:: Task goal ::
An exact copy of every record is needed.

[Saved data entries]
Start of Block

//! Execution profiles: how to put the simulation executable on the machine.
//!
//! A profile is the launcher prefix a given system needs in front of the
//! executable. A few are built in; more can be declared in a TOML file:
//!
//! ```toml
//! [profiles.Frontera]
//! launcher = ["ibrun"]
//! ```

use serde::Deserialize;
use std::collections::BTreeMap;
use std::path::{Path, PathBuf};

use crate::error::FraggleError;

#[derive(Debug, Clone, PartialEq, Eq, Deserialize)]
pub struct Profile {
    #[serde(default)]
    pub launcher: Vec<String>,
}

#[derive(Debug, Default, Deserialize)]
struct ProfileFile {
    #[serde(default)]
    profiles: BTreeMap<String, Profile>,
}

#[derive(Debug, Clone)]
pub struct ProfileTable {
    profiles: BTreeMap<String, Profile>,
}

impl ProfileTable {
    pub fn builtin() -> Self {
        let mut profiles = BTreeMap::new();
        profiles.insert(
            "Stampede2".to_string(),
            Profile {
                launcher: vec!["ibrun".into(), "mem_affinity".into()],
            },
        );
        profiles.insert("local".to_string(), Profile { launcher: vec![] });
        Self { profiles }
    }

    /// Parse a profile file body. Entries replace built-ins of the same name.
    pub fn merge_toml(&mut self, path: &Path, text: &str) -> Result<(), FraggleError> {
        let file: ProfileFile = toml::from_str(text).map_err(|source| FraggleError::ProfileFile {
            path: path.to_path_buf(),
            source,
        })?;
        self.profiles.extend(file.profiles);
        Ok(())
    }

    pub fn merge_file(&mut self, path: &Path) -> Result<(), FraggleError> {
        let text = std::fs::read_to_string(path).map_err(|e| FraggleError::io(path, e))?;
        self.merge_toml(path, &text)
    }

    pub fn resolve(&self, name: &str) -> Result<&Profile, FraggleError> {
        self.profiles
            .get(name)
            .ok_or_else(|| FraggleError::UnknownProfile {
                name: name.to_string(),
                known: self.profiles.keys().cloned().collect::<Vec<_>>().join(", "),
            })
    }
}

/// `<config dir>/fraggle/profiles.toml`, if the platform has a config dir.
pub fn default_profile_file() -> Option<PathBuf> {
    dirs::config_dir().map(|d| d.join("fraggle").join("profiles.toml"))
}

/// Build the profile table: built-ins, then `explicit` if given, otherwise the
/// default profile file when it exists.
pub fn load_profiles(explicit: Option<&Path>) -> Result<ProfileTable, FraggleError> {
    let mut table = ProfileTable::builtin();
    match explicit {
        Some(path) => table.merge_file(path)?,
        None => {
            if let Some(path) = default_profile_file().filter(|p| p.is_file()) {
                tracing::debug!(path = %path.display(), "loading profiles");
                table.merge_file(&path)?;
            }
        }
    }
    Ok(table)
}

End of Block

:: Solved problem ::
//! Execution profiles: how to put the simulation executable on the machine.
//!
//! A profile is the launcher prefix a given system needs in front of the
//! executable. A few are built in; more can be declared in a TOML file:
//!
//! ```toml
//! [profiles.Frontera]
//! launcher = ["ibrun"]
//! ```

use serde::Deserialize;
use std::collections::BTreeMap;
use std::path::{Path, PathBuf};

use crate::error::FraggleError;

#[derive(Debug, Clone, PartialEq, Eq, Deserialize)]
pub struct Profile {
    #[serde(default)]
    pub launcher: Vec<String>,
}

#[derive(Debug, Default, Deserialize)]
struct ProfileFile {
    #[serde(default)]
    profiles: BTreeMap<String, Profile>,
}

#[derive(Debug, Clone)]
pub struct ProfileTable {
    profiles: BTreeMap<String, Profile>,
}

impl ProfileTable {
    pub fn builtin() -> Self {
        let mut profiles = BTreeMap::new();
        profiles.insert(
            "Stampede2".to_string(),
            Profile {
                launcher: vec!["ibrun".into(), "mem_affinity".into()],
            },
        );
        profiles.insert("local".to_string(), Profile { launcher: vec![] });
        Self { profiles }
    }

    /// Parse a profile file body. Entries replace built-ins of the same name.
    pub fn merge_toml(&mut self, path: &Path, text: &str) -> Result<(), FraggleError> {
        let file: ProfileFile = toml::from_str(text).map_err(|source| FraggleError::ProfileFile {
            path: path.to_path_buf(),
            source,
        })?;
        self.profiles.extend(file.profiles);
        Ok(())
    }

    pub fn merge_file(&mut self, path: &Path) -> Result<(), FraggleError> {
        let text = std::fs::read_to_string(path).map_err(|e| FraggleError::io(path, e))?;
        self.merge_toml(path, &text)
    }

    pub fn resolve(&self, name: &str) -> Result<&Profile, FraggleError> {
        self.profiles
            .get(name)
            .ok_or_else(|| FraggleError::UnknownProfile {
                name: name.to_string(),
                known: self.profiles.keys().cloned().collect::<Vec<_>>().join(", "),
            })
    }
}

/// `<config dir>/fraggle/profiles.toml`, if the platform has a config dir.
pub fn default_profile_file() -> Option<PathBuf> {
    dirs::config_dir().map(|d| d.join("fraggle").join("profiles.toml"))
}

/// Build the profile table: built-ins, then `explicit` if given, otherwise the
/// default profile file when it exists.
pub fn load_profiles(explicit: Option<&Path>) -> Result<ProfileTable, FraggleError> {
    let mut table = ProfileTable::builtin();
    match explicit {
        Some(path) => table.merge_file(path)?,
        None => {
            if let Some(path) = default_profile_file().filter(|p| p.is_file()) {
                tracing::debug!(path = %path.display(), "loading profiles");
                table.merge_file(&path)?;
            }
        }
    }
    Ok(table)
}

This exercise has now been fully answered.